What you will do: This exercise asks for an exact transcription of every entry.

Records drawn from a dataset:
impl VulkanContext {
    /// Create a context from an externally created device and queue.
    pub fn new(descriptor: VulkanContextDescriptor) -> GraphicsResult<Arc<Self>> {
        let VulkanContextDescriptor {
            entry,
            instance,
            physical_device,
            device,
            queue_family_index,
            queue_index,
            buffer_device_address,
            swapchain_maintenance1,
        } = descriptor;

        let queue = unsafe { device.get_device_queue(queue_family_index, queue_index) };

        let allocator = Allocator::new(&AllocatorCreateDesc {
            instance: instance.clone(),
            device: device.clone(),
            physical_device,
            debug_settings: Default::default(),
            buffer_device_address,
            allocation_sizes: gpu_allocator::AllocationSizes::default(),
        })
        .map_err(|e| {
            GraphicsError::InitializationFailed(format!("Failed to create memory allocator: {}", e))
        })?;

        let pool_info = vk::CommandPoolCreateInfo::default()
            .queue_family_index(queue_family_index)
            .flags(vk::CommandPoolCreateFlags::RESET_COMMAND_BUFFER);
        let command_pool = unsafe { device.create_command_pool(&pool_info, None) }.map_err(|e| {
            GraphicsError::InitializationFailed(format!("Failed to create command pool: {:?}", e))
        })?;

        let surface_loader = ash::khr::surface::Instance::new(&entry, &instance);
        let swapchain_loader = ash::khr::swapchain::Device::new(&instance, &device);

        log::info!(
            "Vulkan context created (queue family {}, present fences: {})",
            queue_family_index,
            swapchain_maintenance1
        );

        Ok(Arc::new(Self {
            entry,
            instance,
            physical_device,
            device,
            queue: Mutex::new(queue),
            queue_family_index,
            allocator: Mutex::new(Some(allocator)),
            command_pool: Mutex::new(command_pool),
            surface_loader,
            swapchain_loader,
            buffer_device_address,
            swapchain_maintenance1,
            buffers: Mutex::new(HashMap::new()),
            images: Mutex::new(HashMap::new()),
            swapchains: Mutex::new(HashMap::new()),
        }))
    }

    /// Get the logical device.
    pub fn device(&self) -> &ash::Device {
        &self.device
    }

    /// Get the instance.
    pub fn instance(&self) -> &ash::Instance {
        &self.instance
    }

    /// Get the physical device.
    pub fn physical_device(&self) -> vk::PhysicalDevice {
        self.physical_device
    }

    /// Get the queue family index.
    pub fn queue_family_index(&self) -> u32 {
        self.queue_family_index
    }

    /// Raw Vulkan buffer behind a handle.
    pub fn vk_buffer(buffer: RawBuffer) -> vk::Buffer {
        vk::Buffer::from_raw(buffer.raw())
    }

    /// Raw Vulkan image behind a handle.
    pub fn vk_image(image: RawImage) -> vk::Image {
        vk::Image::from_raw(image.raw())
    }

    /// Raw Vulkan command buffer behind a handle.
    pub fn vk_command_buffer(command_buffer: RawCommandBuffer) -> vk::CommandBuffer {
        vk::CommandBuffer::from_raw(command_buffer.raw())
    }

    fn allocate(
        &self,
        name: &str,
        requirements: vk::MemoryRequirements,
        location: gpu_allocator::MemoryLocation,
        linear: bool,
    ) -> GraphicsResult<Allocation> {
        let mut allocator = self.allocator.lock();
        let allocator = allocator
            .as_mut()
            .ok_or_else(|| GraphicsError::Internal("Allocator already released".to_string()))?;
        allocator
            .allocate(&AllocationCreateDesc {
                name,
                requirements,
                location,
                linear,
                allocation_scheme: AllocationScheme::GpuAllocatorManaged,
            })
            .map_err(|e| match e {
                gpu_allocator::AllocationError::OutOfMemory => GraphicsError::OutOfMemory,
                other => GraphicsError::AllocationFailed(format!(
                    "Failed to allocate memory for {}: {}",
                    name, other
                )),
            })
    }

    fn free(&self, allocation: Allocation) {
        if let Some(allocator) = self.allocator.lock().as_mut()
            && let Err(e) = allocator.free(allocation)
        {
            log::warn!("Failed to free allocation: {}", e);
        }
    }

    /// Copy aspect for an image: depth when the format also has stencil.
    fn copy_aspect(&self, image: vk::Image) -> vk::ImageAspectFlags {
        let format = self
            .images
            .lock()
            .get(&image.as_raw())
            .map(|entry| entry.format)
            .unwrap_or_default();
        let aspect = format.aspect();
        if aspect.contains(ImageAspect::DEPTH) {
            vk::ImageAspectFlags::DEPTH
        } else {
            convert_aspect(aspect)
        }
    }

    fn buffer_image_copy(&self, image: vk::Image, region: &BufferImageCopy) -> vk::BufferImageCopy {
        vk::BufferImageCopy::default()
            .buffer_offset(region.buffer_offset)
            .buffer_row_length(0)
            .buffer_image_height(0)
            .image_subresource(vk::ImageSubresourceLayers {
                aspect_mask: self.copy_aspect(image),
                mip_level: region.mip_level,
                base_array_layer: region.layers.start,
                layer_count: region.layers.end - region.layers.start,
            })
            .image_offset(vk::Offset3D::default())
            .image_extent(vk::Extent3D {
                width: region.extent.width,
                height: region.extent.height,
                depth: region.extent.depth,
            })
    }

    fn mapped_range(
        &self,
        buffer: RawBuffer,
        offset: u64,
        size: u64,
    ) -> GraphicsResult<std::ptr::NonNull<u8>> {
        let buffers = self.buffers.lock();
        let entry = buffers.get(&buffer.raw()).ok_or_else(|| {
            GraphicsError::InvalidParameter(format!("Unknown buffer {:#x}", buffer.raw()))
        })?;
        if offset + size > entry.allocation.size() {
            return Err(GraphicsError::InvalidParameter(format!(
                "Mapped range {}..{} exceeds allocation of {} bytes",
                offset,
                offset + size,
                entry.allocation.size()
            )));
        }
        let Some(mapped_ptr) = entry.allocation.mapped_ptr() else {
            return Err(GraphicsError::InvalidState(
                "Buffer is not mapped for CPU access".to_string(),
            ));
        };
        // The allocation outlives the returned pointer until destroy_buffer,
        // which callers never race with a mapped access.
        let ptr = unsafe { mapped_ptr.cast::<u8>().add(offset as usize) };
        Ok(ptr)
    }
}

Result:
impl VulkanContext {
    /// Create a context from an externally created device and queue.
    pub fn new(descriptor: VulkanContextDescriptor) -> GraphicsResult<Arc<Self>> {
        let VulkanContextDescriptor {
            entry,
            instance,
            physical_device,
            device,
            queue_family_index,
            queue_index,
            buffer_device_address,
            swapchain_maintenance1,
        } = descriptor;

        let queue = unsafe { device.get_device_queue(queue_family_index, queue_index) };

        let allocator = Allocator::new(&AllocatorCreateDesc {
            instance: instance.clone(),
            device: device.clone(),
            physical_device,
            debug_settings: Default::default(),
            buffer_device_address,
            allocation_sizes: gpu_allocator::AllocationSizes::default(),
        })
        .map_err(|e| {
            GraphicsError::InitializationFailed(format!("Failed to create memory allocator: {}", e))
        })?;

        let pool_info = vk::CommandPoolCreateInfo::default()
            .queue_family_index(queue_family_index)
            .flags(vk::CommandPoolCreateFlags::RESET_COMMAND_BUFFER);
        let command_pool = unsafe { device.create_command_pool(&pool_info, None) }.map_err(|e| {
            GraphicsError::InitializationFailed(format!("Failed to create command pool: {:?}", e))
        })?;

        let surface_loader = ash::khr::surface::Instance::new(&entry, &instance);
        let swapchain_loader = ash::khr::swapchain::Device::new(&instance, &device);

        log::info!(
            "Vulkan context created (queue family {}, present fences: {})",
            queue_family_index,
            swapchain_maintenance1
        );

        Ok(Arc::new(Self {
            entry,
            instance,
            physical_device,
            device,
            queue: Mutex::new(queue),
            queue_family_index,
            allocator: Mutex::new(Some(allocator)),
            command_pool: Mutex::new(command_pool),
            surface_loader,
            swapchain_loader,
            buffer_device_address,
            swapchain_maintenance1,
            buffers: Mutex::new(HashMap::new()),
            images: Mutex::new(HashMap::new()),
            swapchains: Mutex::new(HashMap::new()),
        }))
    }

    /// Get the logical device.
    pub fn device(&self) -> &ash::Device {
        &self.device
    }

    /// Get the instance.
    pub fn instance(&self) -> &ash::Instance {
        &self.instance
    }

    /// Get the physical device.
    pub fn physical_device(&self) -> vk::PhysicalDevice {
        self.physical_device
    }

    /// Get the queue family index.
    pub fn queue_family_index(&self) -> u32 {
        self.queue_family_index
    }

    /// Raw Vulkan buffer behind a handle.
    pub fn vk_buffer(buffer: RawBuffer) -> vk::Buffer {
        vk::Buffer::from_raw(buffer.raw())
    }

    /// Raw Vulkan image behind a handle.
    pub fn vk_image(image: RawImage) -> vk::Image {
        vk::Image::from_raw(image.raw())
    }

    /// Raw Vulkan command buffer behind a handle.
    pub fn vk_command_buffer(command_buffer: RawCommandBuffer) -> vk::CommandBuffer {
        vk::CommandBuffer::from_raw(command_buffer.raw())
    }

    fn allocate(
        &self,
        name: &str,
        requirements: vk::MemoryRequirements,
        location: gpu_allocator::MemoryLocation,
        linear: bool,
    ) -> GraphicsResult<Allocation> {
        let mut allocator = self.allocator.lock();
        let allocator = allocator
            .as_mut()
            .ok_or_else(|| GraphicsError::Internal("Allocator already released".to_string()))?;
        allocator
            .allocate(&AllocationCreateDesc {
                name,
                requirements,
                location,
                linear,
                allocation_scheme: AllocationScheme::GpuAllocatorManaged,
            })
            .map_err(|e| match e {
                gpu_allocator::AllocationError::OutOfMemory => GraphicsError::OutOfMemory,
                other => GraphicsError::AllocationFailed(format!(
                    "Failed to allocate memory for {}: {}",
                    name, other
                )),
            })
    }

    fn free(&self, allocation: Allocation) {
        if let Some(allocator) = self.allocator.lock().as_mut()
            && let Err(e) = allocator.free(allocation)
        {
            log::warn!("Failed to free allocation: {}", e);
        }
    }

    /// Copy aspect for an image: depth when the format also has stencil.
    fn copy_aspect(&self, image: vk::Image) -> vk::ImageAspectFlags {
        let format = self
            .images
            .lock()
            .get(&image.as_raw())
            .map(|entry| entry.format)
            .unwrap_or_default();
        let aspect = format.aspect();
        if aspect.contains(ImageAspect::DEPTH) {
            vk::ImageAspectFlags::DEPTH
        } else {
            convert_aspect(aspect)
        }
    }

    fn buffer_image_copy(&self, image: vk::Image, region: &BufferImageCopy) -> vk::BufferImageCopy {
        vk::BufferImageCopy::default()
            .buffer_offset(region.buffer_offset)
            .buffer_row_length(0)
            .buffer_image_height(0)
            .image_subresource(vk::ImageSubresourceLayers {
                aspect_mask: self.copy_aspect(image),
                mip_level: region.mip_level,
                base_array_layer: region.layers.start,
                layer_count: region.layers.end - region.layers.start,
            })
            .image_offset(vk::Offset3D::default())
            .image_extent(vk::Extent3D {
                width: region.extent.width,
                height: region.extent.height,
                depth: region.extent.depth,
            })
    }

    fn mapped_range(
        &self,
        buffer: RawBuffer,
        offset: u64,
        size: u64,
    ) -> GraphicsResult<std::ptr::NonNull<u8>> {
        let buffers = self.buffers.lock();
        let entry = buffers.get(&buffer.raw()).ok_or_else(|| {
            GraphicsError::InvalidParameter(format!("Unknown buffer {:#x}", buffer.raw()))
        })?;
        if offset + size > entry.allocation.size() {
            return Err(GraphicsError::InvalidParameter(format!(
                "Mapped range {}..{} exceeds allocation of {} bytes",
                offset,
                offset + size,
                entry.allocation.size()
            )));
        }
        let Some(mapped_ptr) = entry.allocation.mapped_ptr() else {
            return Err(GraphicsError::InvalidState(
                "Buffer is not mapped for CPU access".to_string(),
            ));
        };
        // The allocation outlives the returned pointer until destroy_buffer,
        // which callers never race with a mapped access.
        let ptr = unsafe { mapped_ptr.cast::<u8>().add(offset as usize) };
        Ok(ptr)
    }
}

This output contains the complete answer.